La spirale de la dette emporte la Tunisie

Après une décennie perdue dans la transformation de son économie, le pays doit retrouver la confiance des bailleurs de fonds.

Thierry Bresillon  • 7 septembre 2022 abonné·es
La spirale de la dette emporte la Tunisie
© Les prix augmentent et les produits essentiels manquent dans les rayons tunisiens. (Photo : YASSINE MAHJOUB/AFP)

Jusqu’ici tout va bien, le plus important c’est l’atterrissage (1). » Pour l’économie tunisienne, celui-ci a commencé, et c’est un atterrissage en douleur. Depuis 2011, l’« expérience démocratique » a bénéficié de la sollicitude (à intérêts) des bailleurs de fonds occidentaux et des institutions financières internationales. Mais, incapables de transformer le modèle économique ou même de booster la croissance, les gouvernements successifs ont acheté du temps.

Sous la pression des demandes sociales, l’État a promis au-delà de ses capacités. Les dispositifs d’absorption du chômage, les embauches dans la fonction publique (plus de 200 000 créations nettes d’emplois en dix ans pour 11 millions d’habitants) et les augmentations de salaire ont porté la masse salariale de l’État de 11 % à 17,4 % du produit intérieur brut entre 2011 et 2020. Elle absorbera cette année plus de 60 % du budget.

Pendant que les dépenses publiques bondissaient de 24 à 30 % du PIB entre 2011 et 2018, les recettes fiscales n’augmentaient que de 23 à 25 % du PIB. L’État tunisien a dû emprunter toujours plus pour financer son déficit puis pour rembourser ses emprunts : en 2019, 93 % des nouveaux prêts ont servi à rembourser une dette antérieure.

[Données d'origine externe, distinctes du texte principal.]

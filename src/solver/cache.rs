use elsa::FrozenMap;

use crate::{
    config::SolverConfig, package::Instance, qualified::QualifiedName, request::Request,
    request::UserConstraint, solver::preference, Candidates, NameId, PackageIndex, SolvableId,
};

/// Keeps a cache of previously computed and/or requested information about
/// packages and their instances.
///
/// Everything cached here only depends on the inputs of a solve, never on the
/// state of the search, so entries stay valid for the whole solve.
pub struct SolverCache<'p, D: PackageIndex> {
    provider: &'p D,
    request: &'p Request,
    config: &'p SolverConfig,

    /// A mapping from package name to the candidates of the package. `None`
    /// if the package is unknown.
    candidates: FrozenMap<NameId, Box<Option<Candidates>>, ahash::RandomState>,

    /// A mapping from package name to its candidates in the order in which
    /// they should be tried.
    sorted_candidates: FrozenMap<NameId, Vec<SolvableId>, ahash::RandomState>,

    /// A mapping from a qualified package to the sorted candidates that are
    /// not ruled out by a user constraint or the new-install policy.
    admissible_candidates: FrozenMap<QualifiedName, Vec<SolvableId>, ahash::RandomState>,
}

impl<'p, D: PackageIndex> SolverCache<'p, D> {
    /// Constructs a new cache for a single solve.
    pub(crate) fn new(provider: &'p D, request: &'p Request, config: &'p SolverConfig) -> Self {
        Self {
            provider,
            request,
            config,
            candidates: Default::default(),
            sorted_candidates: Default::default(),
            admissible_candidates: Default::default(),
        }
    }

    /// Returns the [`PackageIndex`] used by this cache.
    pub fn provider(&self) -> &'p D {
        self.provider
    }

    /// Returns the request that is being solved.
    pub fn request(&self) -> &'p Request {
        self.request
    }

    /// Returns the configuration of the solve.
    pub fn config(&self) -> &'p SolverConfig {
        self.config
    }

    /// Returns the instance with the given id.
    pub fn instance(&self, solvable: SolvableId) -> &'p Instance {
        self.provider.instance(solvable)
    }

    /// Returns the candidates for the package with the given name. This will
    /// either ask the [`PackageIndex`] for the entries or a cached value.
    pub fn candidates(&self, name: NameId) -> Option<&Candidates> {
        let cached = match self.candidates.get(&name) {
            Some(cached) => cached,
            None => {
                let candidates = self.provider.candidates(name);
                tracing::trace!(
                    "Got {} candidates for package {}",
                    candidates.as_ref().map_or(0, |c| c.candidates.len()),
                    self.provider.display_name(name)
                );
                self.candidates.insert(name, Box::new(candidates))
            }
        };
        cached.as_ref()
    }

    /// Returns true if at most one instance of the package may be built.
    pub fn is_single_instance(&self, name: NameId) -> bool {
        self.candidates(name).is_some_and(|c| c.single_instance)
    }

    /// Returns all candidates of a package in the order in which the solver
    /// tries them.
    pub fn sorted_candidates(&self, name: NameId) -> &[SolvableId] {
        if let Some(sorted) = self.sorted_candidates.get(&name) {
            return sorted;
        }

        let mut sorted = self
            .candidates(name)
            .map(|c| c.candidates.clone())
            .unwrap_or_default();
        preference::sort_candidates(self, name, &mut sorted);
        self.sorted_candidates.insert(name, sorted)
    }

    /// Returns the sorted candidates of a qualified package that are allowed
    /// by the user constraints and the new-install policy.
    pub(crate) fn admissible_candidates(&self, qpn: QualifiedName) -> &[SolvableId] {
        if let Some(admissible) = self.admissible_candidates.get(&qpn) {
            return admissible;
        }

        let admissible = self
            .sorted_candidates(qpn.name)
            .iter()
            .copied()
            .filter(|&solvable| self.is_admissible(qpn, solvable))
            .collect();
        self.admissible_candidates.insert(qpn, admissible)
    }

    /// Returns true if no user constraint or policy rules out the instance
    /// for the qualified package.
    pub(crate) fn is_admissible(&self, qpn: QualifiedName, solvable: SolvableId) -> bool {
        let instance = self.instance(solvable);
        (self.config.allow_new_installs || instance.is_installed())
            && self.rejecting_constraint(qpn, instance).is_none()
    }

    /// Returns the first user constraint that rules out the instance for the
    /// qualified package.
    pub(crate) fn rejecting_constraint(
        &self,
        qpn: QualifiedName,
        instance: &Instance,
    ) -> Option<&'p UserConstraint> {
        self.request
            .constraints
            .iter()
            .filter(|constraint| constraint.scope().matches(&qpn))
            .find(|constraint| !constraint.admits_instance(instance))
    }
}
use std::fmt::{Display, Formatter};

use ahash::HashMap;

use crate::{
    internal::arena::Arena, Candidates, FlagId, Instance, Interner, Location, Mapping, NameId,
    PackageIndex, SolvableId, Version,
};

/// An in-memory [`PackageIndex`].
///
/// A universe stores and interns everything the solver needs to know about
/// the available packages: package names, flag names and the instances of
/// every package. Ids handed out by the universe stay valid for its whole
/// lifetime, nothing is ever removed.
#[derive(Default)]
pub struct Universe {
    /// Interned package names
    names: Arena<NameId, String>,

    /// Map from package names to the id of their interned counterpart
    names_to_ids: HashMap<String, NameId>,

    /// Interned flag names
    flags: Arena<FlagId, String>,

    /// Map from flag names to the id of their interned counterpart
    flags_to_ids: HashMap<String, FlagId>,

    /// All registered instances
    instances: Arena<SolvableId, Instance>,

    /// The instances of every package, in registration order
    packages: Mapping<NameId, Candidates>,
}

impl Universe {
    /// Creates an empty universe.
    pub fn new() -> Self {
        Self::default()
    }

    /// Interns a package name and returns its id. Names are deduplicated.
    pub fn intern_name(&mut self, name: impl Into<String> + AsRef<str>) -> NameId {
        if let Some(id) = self.names_to_ids.get(name.as_ref()) {
            return *id;
        }

        let name = name.into();
        let id = self.names.alloc(name.clone());
        self.names_to_ids.insert(name, id);
        id
    }

    /// Interns a flag name and returns its id. Flag names are shared by all
    /// packages.
    pub fn intern_flag(&mut self, flag: impl Into<String> + AsRef<str>) -> FlagId {
        if let Some(id) = self.flags_to_ids.get(flag.as_ref()) {
            return *id;
        }

        let flag = flag.into();
        let id = self.flags.alloc(flag.clone());
        self.flags_to_ids.insert(flag, id);
        id
    }

    /// Returns the id of a package name if it was interned before.
    pub fn lookup_name(&self, name: &str) -> Option<NameId> {
        self.names_to_ids.get(name).copied()
    }

    /// Returns the id of a flag name if it was interned before.
    pub fn lookup_flag(&self, flag: &str) -> Option<FlagId> {
        self.flags_to_ids.get(flag).copied()
    }

    /// Returns the string of an interned package name.
    ///
    /// Panics if the name was not interned by this universe.
    pub fn resolve_name(&self, name: NameId) -> &str {
        &self.names[name]
    }

    /// Returns the string of an interned flag name.
    ///
    /// Panics if the flag was not interned by this universe.
    pub fn resolve_flag(&self, flag: FlagId) -> &str {
        &self.flags[flag]
    }

    /// Registers a new instance and returns its id. The package of the
    /// instance becomes known to the solver, even if its name was only
    /// interned before.
    pub fn add_instance(&mut self, instance: Instance) -> SolvableId {
        let name = instance.name;
        let id = self.instances.alloc(instance);
        match self.packages.get_mut(name) {
            Some(candidates) => candidates.candidates.push(id),
            None => {
                self.packages.insert(
                    name,
                    Candidates {
                        candidates: vec![id],
                        single_instance: false,
                    },
                );
            }
        }
        id
    }

    /// Marks a package as single-instance: at most one instance of it may
    /// be built as part of a plan.
    pub fn set_single_instance(&mut self, name: NameId, single_instance: bool) {
        match self.packages.get_mut(name) {
            Some(candidates) => candidates.single_instance = single_instance,
            None => {
                self.packages.insert(
                    name,
                    Candidates {
                        candidates: Vec::new(),
                        single_instance,
                    },
                );
            }
        }
    }

    /// Finds the instance of a package with the given version and location.
    pub fn find_instance(
        &self,
        name: NameId,
        version: &Version,
        location: Location,
    ) -> Option<SolvableId> {
        self.packages.get(name)?.candidates.iter().copied().find(|&id| {
            let instance = &self.instances[id];
            &instance.version == version && instance.location == location
        })
    }

    /// Iterates over all package names that have instances.
    pub fn package_names(&self) -> impl Iterator<Item = NameId> + '_ {
        self.packages.iter().map(|(name, _)| name)
    }

    /// Iterates over all instances in registration order.
    pub fn instances(&self) -> impl Iterator<Item = (SolvableId, &Instance)> {
        self.instances.iter()
    }

    /// Returns the number of registered instances.
    pub fn len(&self) -> usize {
        self.instances.len()
    }

    /// Returns true if no instance was registered.
    pub fn is_empty(&self) -> bool {
        self.instances.is_empty()
    }
}

/// Formats an instance as `name=version`, installed instances are marked.
struct DisplayInstance<'a> {
    name: &'a str,
    instance: &'a Instance,
}

impl Display for DisplayInstance<'_> {
    fn fmt(&self, f: &mut Formatter<'_>) -> std::fmt::Result {
        write!(f, "{}={}", self.name, self.instance.version)?;
        if self.instance.is_installed() {
            write!(f, " (installed)")?;
        }
        Ok(())
    }
}

impl Interner for Universe {
    fn display_solvable(&self, solvable: SolvableId) -> impl Display + '_ {
        let instance = &self.instances[solvable];
        DisplayInstance {
            name: self.resolve_name(instance.name),
            instance,
        }
    }

    fn display_name(&self, name: NameId) -> impl Display + '_ {
        self.resolve_name(name)
    }

    fn display_flag(&self, flag: FlagId) -> impl Display + '_ {
        self.resolve_flag(flag)
    }

    fn solvable_name(&self, solvable: SolvableId) -> NameId {
        self.instances[solvable].name
    }
}

impl PackageIndex for Universe {
    fn candidates(&self, name: NameId) -> Option<Candidates> {
        self.packages.get(name).cloned()
    }

    fn instance(&self, solvable: SolvableId) -> &Instance {
        &self.instances[solvable]
    }
}
//! Depth-first traversal of the search tree with conflict-directed
//! backjumping.
//!
//! The explorer keeps an explicit stack of choice nodes. Every node knows
//! its goal, its branches, which branch is tried next and the conflict set
//! accumulated from its failed branches. When every branch of a node failed,
//! the node's conflict set is passed upwards and all nodes whose variable is
//! not part of it are skipped: changing their value cannot resolve the
//! conflict.
//!
//! Unless the log keeps every event, a node only remembers the failure of
//! the last of its branches that got past the validator. The failure tree
//! that is reported in the end therefore follows the last explored path and
//! never grows beyond the current path and the rejected siblings along it.

use std::time::Instant;

use crate::{
    config::GoalOrder,
    conflict::{Attempt, BackjumpStep, Conflict, ConflictSet, NodeFailure, Outcome},
    error::{BudgetExhausted, BudgetLimit, InternalError, SolveError},
    internal::{id::VariableId, mapping::Mapping},
    log::{LogEntry, LogMode, SearchStats, SolveLog},
    qualified::{Choice, QualifiedName, Variable},
    solver::{
        builder::{self, Branch},
        cache::SolverCache,
        preference::{self, GoalCandidate},
        state::{Assignment, Mark, OpenGoal},
        validator::{Failure, Validator},
    },
    PackageIndex,
};

/// A satisfying assignment together with the counters of the search that
/// found it.
pub(crate) struct Solution {
    pub assignment: Assignment,
    pub stats: SearchStats,
}

/// A choice node on the current path.
struct Frame {
    goal: OpenGoal,
    branches: Vec<Branch>,
    /// The index of the branch that is tried next
    next: usize,
    /// The union of the conflict sets of all failed branches, the variable
    /// itself and the reason of the goal.
    conflict: ConflictSet,
    attempts: Vec<Attempt>,
    /// The state right after the goal was closed
    mark: Mark,
    log_mark: usize,
}

impl Frame {
    fn current_choice(&self) -> Option<Choice> {
        match self.branches.get(self.next.checked_sub(1)?)? {
            Branch::Open(choice) => Some(*choice),
            Branch::RuledOut(_) => None,
        }
    }
}

/// Records the failure of a branch. Unless `keep_subtrees` is set, the
/// failure replaces the subtree of an earlier failed branch.
fn record_failure(attempts: &mut Vec<Attempt>, attempt: Attempt, keep_subtrees: bool) {
    if !keep_subtrees {
        attempts.retain(|attempt| matches!(attempt.outcome, Outcome::Rejected(_)));
    }
    attempts.push(attempt);
}

enum Step {
    /// Pick the next open goal and push a node for it.
    Descend,
    /// Try the next branch of the node on top of the stack.
    TryNext,
}

pub(crate) struct Explorer<'c, 'p, D: PackageIndex> {
    validator: Validator<'c, 'p, D>,
    log: SolveLog,
    conflict_counts: Mapping<VariableId, u32>,
    stats: SearchStats,
    started: Instant,
    /// Keep the failed subtrees of every branch, not only of the last one
    keep_subtrees: bool,
}
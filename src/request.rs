//! The description of what should be solved: the top-level goals together
//! with the constraints and preferences of the user.

use crate::{
    config::{InstalledPreference, VersionPreference},
    package::{Environment, Instance, Location, Stanza},
    qualified::QualifiedName,
    version::VersionRange,
    FlagId, NameId,
};

/// Selects the qualified packages a user constraint applies to.
#[derive(Copy, Clone, Debug, PartialEq, Eq, Hash)]
#[cfg_attr(feature = "serde", derive(serde::Serialize, serde::Deserialize))]
pub enum ConstraintScope {
    /// Every occurrence of the package, regardless of how it is reached.
    Any(NameId),
    /// Only the package reached through a specific path.
    Qualified(QualifiedName),
}

impl ConstraintScope {
    /// Returns true if the scope covers the qualified name.
    pub fn matches(&self, qpn: &QualifiedName) -> bool {
        match self {
            ConstraintScope::Any(name) => *name == qpn.name,
            ConstraintScope::Qualified(scoped) => scoped == qpn,
        }
    }

    /// Returns the package name the scope refers to.
    pub fn name(&self) -> NameId {
        match self {
            ConstraintScope::Any(name) => *name,
            ConstraintScope::Qualified(qpn) => qpn.name,
        }
    }
}

/// A hard requirement of the user. Violating choices are pruned from the
/// search.
#[derive(Clone, Debug, PartialEq, Eq)]
#[cfg_attr(feature = "serde", derive(serde::Serialize, serde::Deserialize))]
pub enum UserConstraint {
    /// The version must lie in the range.
    Version(ConstraintScope, VersionRange),
    /// Only installed instances may be used.
    Installed(ConstraintScope),
    /// Only instances built from source may be used.
    Source(ConstraintScope),
    /// The flag must have the given value.
    Flag(ConstraintScope, FlagId, bool),
    /// The stanza must (or must not) be enabled.
    Stanza(ConstraintScope, Stanza, bool),
}

impl UserConstraint {
    /// Returns the scope of the constraint.
    pub fn scope(&self) -> &ConstraintScope {
        match self {
            UserConstraint::Version(scope, _)
            | UserConstraint::Installed(scope)
            | UserConstraint::Source(scope)
            | UserConstraint::Flag(scope, _, _)
            | UserConstraint::Stanza(scope, _, _) => scope,
        }
    }

    /// Returns false if this constraint rules out choosing `instance` for the
    /// package. Flag and stanza constraints never rule out an instance.
    pub fn admits_instance(&self, instance: &Instance) -> bool {
        match self {
            UserConstraint::Version(_, range) => range.contains(&instance.version),
            UserConstraint::Installed(_) => instance.location == Location::Installed,
            UserConstraint::Source(_) => instance.location == Location::Source,
            UserConstraint::Flag(..) | UserConstraint::Stanza(..) => true,
        }
    }
}

/// A soft wish of the user. Preferences only change the order in which the
/// solver tries alternatives, they never rule out a solution.
#[derive(Clone, Debug, PartialEq, Eq)]
#[cfg_attr(feature = "serde", derive(serde::Serialize, serde::Deserialize))]
pub enum PackagePreference {
    /// Versions in the range are tried first.
    Version(NameId, VersionRange),
    /// Overrides the global version order for the package.
    VersionOrder(NameId, VersionPreference),
    /// Overrides the global installed-vs-latest preference for the package.
    Installed(NameId, InstalledPreference),
    /// The given flag value is tried first.
    Flag(NameId, FlagId, bool),
    /// The given stanzas are tried enabled first.
    Stanzas(NameId, Vec<Stanza>),
}

impl PackagePreference {
    /// Returns the package the preference is about.
    pub fn name(&self) -> NameId {
        match self {
            PackagePreference::Version(name, _)
            | PackagePreference::VersionOrder(name, _)
            | PackagePreference::Installed(name, _)
            | PackagePreference::Flag(name, _, _)
            | PackagePreference::Stanzas(name, _) => *name,
        }
    }
}

/// Describes the problem that is passed to the solver.
#[derive(Clone, Debug, Default)]
#[cfg_attr(feature = "serde", derive(serde::Serialize, serde::Deserialize))]
pub struct Request {
    pub(crate) goals: Vec<NameId>,
    pub(crate) constraints: Vec<UserConstraint>,
    pub(crate) preferences: Vec<PackagePreference>,
    pub(crate) environment: Environment,
}

impl Request {
    /// Creates a new empty [`Request`]
    pub fn new() -> Self {
        Self::default()
    }

    /// Adds top-level goals. Each goal is a package that has to be part of
    /// the plan. Duplicate goals are ignored.
    pub fn goals(mut self, goals: impl IntoIterator<Item = NameId>) -> Self {
        for goal in goals {
            if !self.goals.contains(&goal) {
                self.goals.push(goal);
            }
        }
        self
    }

    /// Adds user constraints.
    pub fn constraints(mut self, constraints: impl IntoIterator<Item = UserConstraint>) -> Self {
        self.constraints.extend(constraints);
        self
    }

    /// Adds user preferences.
    pub fn preferences(mut self, preferences: impl IntoIterator<Item = PackagePreference>) -> Self {
        self.preferences.extend(preferences);
        self
    }

    /// Sets the environment conditions are evaluated against.
    pub fn environment(mut self, environment: Environment) -> Self {
        self.environment = environment;
        self
    }

    /// Returns the top-level goals.
    pub fn goal_names(&self) -> &[NameId] {
        &self.goals
    }

    /// Returns the user constraints that apply to the qualified package.
    pub(crate) fn constraints_for<'a>(
        &'a self,
        qpn: &'a QualifiedName,
    ) -> impl Iterator<Item = &'a UserConstraint> + 'a {
        self.constraints
            .iter()
            .filter(move |c| c.scope().matches(qpn))
    }

    /// Returns the preferences for the package.
    pub(crate) fn preferences_for(
        &self,
        name: NameId,
    ) -> impl Iterator<Item = &PackagePreference> + '_ {
        self.preferences.iter().filter(move |p| p.name() == name)
    }
}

Logique imparable de cette spirale : depuis 2011, la dette publique a bondi de 40 %, aux environs de 100 % du PIB.

Le riz a disparu des rayons, certains médicaments essentiels sont devenus introuvables.

En 2016, à la demande des bailleurs de fonds, la Tunisie a adopté une loi sur l’indépendance de la banque centrale selon les canons de l’orthodoxie monétariste : priorité à la lutte contre l’inflation sur le soutien à la croissance, moindre soutien à la devise nationale, qui a perdu un tiers de sa valeur (de 2 dinars à 3,2 dinars pour 1 euro), provoquant mécaniquement l’augmentation du montant de la dette extérieure.

« Si, pour le moment, l’État tunisien parvient à honorer ses engagements internationaux, il ne cesse de reporter ses échéances auprès des créanciers nationaux, au prix d’une hausse des intérêts », observe Hamza Meddeb, chercheur au Carnegie Middle East Center. Les réserves en devises diminuent inexorablement. En d’autres termes, l’État n’a plus d’argent.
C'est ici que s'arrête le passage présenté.